AvosLocker ransomware is capable of disabling antivirus software to evade detection, according to Trend Micro.

In a blog post Monday, Trend Micro researchers Christopher Ordonez and Alvin Nieto detailed the relatively novel technique that used a legitimate rootkit in Avast's antivirus offering. Not only did operators behind AvosLocker bypass the security features, but they also scanned for vulnerable Log4Shell endpoints to transfer the callback server to the group's command-and-control server.

In both instances, attackers took advantage of previously disclosed vulnerabilities, a recurring concern for enterprises.

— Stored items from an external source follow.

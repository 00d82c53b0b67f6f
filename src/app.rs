//! Application bootstrap and lifecycle
//!
//! Owns every process-wide resource and the order they come up and down in:
//! config, telemetry, database pool, cache on the way up; serve loop, pool,
//! tracer on the way down.

use std::net::SocketAddr;
use std::sync::Arc;

use anyhow::Context;
use sqlx::PgPool;

use crate::api::{self, AppState};
use crate::cache::Cache;
use crate::config::Config;
use crate::db;
use crate::telemetry::{self, Telemetry};

/// Process-wide application object.
pub struct App {
    pub config: Config,
    pub pool: PgPool,
    pub cache: Cache,
    telemetry: Telemetry,
}

impl App {
    /// Construct resources in dependency order: config, telemetry, database,
    /// cache. Any failure here is fatal.
    pub async fn new() -> anyhow::Result<Self> {
        // Telemetry is not yet up; config errors go to stderr.
        let config = Config::from_env().map_err(|e| {
            eprintln!("ERROR: configuration invalid: {e}");
            e
        })?;

        let telemetry = telemetry::init(&config)?;
        tracing::info!(
            version = env!("CARGO_PKG_VERSION"),
            port = config.port,
            "magazin-pos starting"
        );

        tracing::info!("Connecting to database...");
        let pool = db::create_pool(&config)
            .await
            .context("database connection failed")?;

        if !db::check_schema(&pool).await? {
            anyhow::bail!("database schema incomplete, run migrations first");
        }
        tracing::info!("Database connected successfully");

        let cache = match &config.redis_url {
            Some(url) => Cache::connect(url)
                .await
                .context("redis connection failed")?,
            None => {
                tracing::warn!("REDIS_URL unset, cache disabled");
                Cache::disabled()
            }
        };

        Ok(Self {
            config,
            pool,
            cache,
            telemetry,
        })
    }

    /// Bind controllers to routes and serve until a shutdown signal arrives,
    /// then tear down in reverse order.
    ///
    /// Tracer shutdown runs after the serve loop exits, so spans opened by
    /// in-flight requests are flushed, not dropped.
    pub async fn run(self) -> anyhow::Result<()> {
        let addr: SocketAddr = format!("{}:{}", self.config.host, self.config.port).parse()?;

        let state = AppState {
            pool: self.pool.clone(),
            cache: self.cache.clone(),
            config: Arc::new(self.config.clone()),
        };
        let router = api::create_router(state);

        tracing::info!("Listening on http://{}", addr);
        let listener = tokio::net::TcpListener::bind(addr).await?;

        axum::serve(listener, router)
            .with_graceful_shutdown(shutdown_signal())
            .await?;

        tracing::info!("Server shutting down...");
        self.pool.close().await;
        tracing::info!("Database connections closed");
        self.telemetry.shutdown();

        Ok(())
    }
}

/// Shutdown signal handler for graceful shutdown
async fn shutdown_signal() {
    let ctrl_c = async {
        tokio::signal::ctrl_c()
            .await
            .expect("Failed to install Ctrl+C handler");
    };

    #[cfg(unix)]
    let terminate = async {
        tokio::signal::unix::signal(tokio::signal::unix::SignalKind::terminate())
            .expect("Failed to install signal handler")
            .recv()
            .await;
    };

    #[cfg(not(unix))]
    let terminate = std::future::pending::<()>();

    tokio::select! {
        _ = ctrl_c => {
            tracing::info!("Received Ctrl+C, initiating graceful shutdown...");
        },
        _ = terminate => {
            tracing::info!("Received SIGTERM, initiating graceful shutdown...");
        },
    }
}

AvosLocker is relatively new to the ransomware threat landscape. Trend Micro, as well as Palo Alto Networks, noted its emergence last year may have filled a void left by the shutdown of REvil. Though the observed tactics aligned with previous AvosLocker activity, one significant aspect of the attack did mark a first for the Trend Micro researchers.

"This is the first sample we observed from the U.S. with the capability to disable a defense solution using a legitimate Avast Anti-Rootkit Driver file (asWarPot.sys)," Ordonez and Nieto wrote in the blog.

Ordonez and Nieto suspect the Zoho ManageEngine Active Directory SelfService Plus exploit as the initial attack vector, based on indications that actors used the known vulnerability dubbed CVE-2021-40539. The remote code execution bug was initially disclosed last year by security vendor Synacktiv.

By accessing the AD, threat actors were able to create a new user account to gain administrative access inside the infected system. They used a PowerShell script to download necessary tools such as AnyDesk, which allows for remote access. From there, the researchers observed the PowerShell script disabling the security products by using the legitimate Avast Anti-Rootkit Driver. The driver was integral in terminating any security product processes it discovered.

"Once inside, the continuing trend of abusing legitimate tools and functions to mask malicious activities and actors' presence grows in sophistication. In this case, the attackers were able to study and use Avast's driver as part of their arsenal to disable other vendors' security products," Ordonez and Nieto wrote.

Trend Micro said it notified Avast, which confirmed the vulnerability was found in an "old version of its driver aswArpot.sys," which was fixed in June 2021.

"We also worked closely with Microsoft, so they released a block in the Windows operating system (10 and 11), so the old version of the Avast driver can't be loaded to memory," the blog post said. "The update from Microsoft for the Windows operating system was published in February as an optional update, and in Microsoft's security release in April, so fully updated machines running Windows 10 and 11 are not vulnerable to this kind of attack."

Unfortunately, enterprises struggle to keep pace with updates as highlighted in the report and in recent government alerts. For example, law enforcement agencies from five countries including the U.S. issued a warning last month on the top commonly exploited bugs of 2021. Both Log4Shell and CVE-2021-40539 were listed, as they continue to pose a security risk, and threat actors are taking note.

"Similarly to previously documented malware and ransomware groups, AvosLocker takes advantage of the different vulnerabilities that have yet to be patched to get into organizations' networks," Ordonez and Nieto wrote.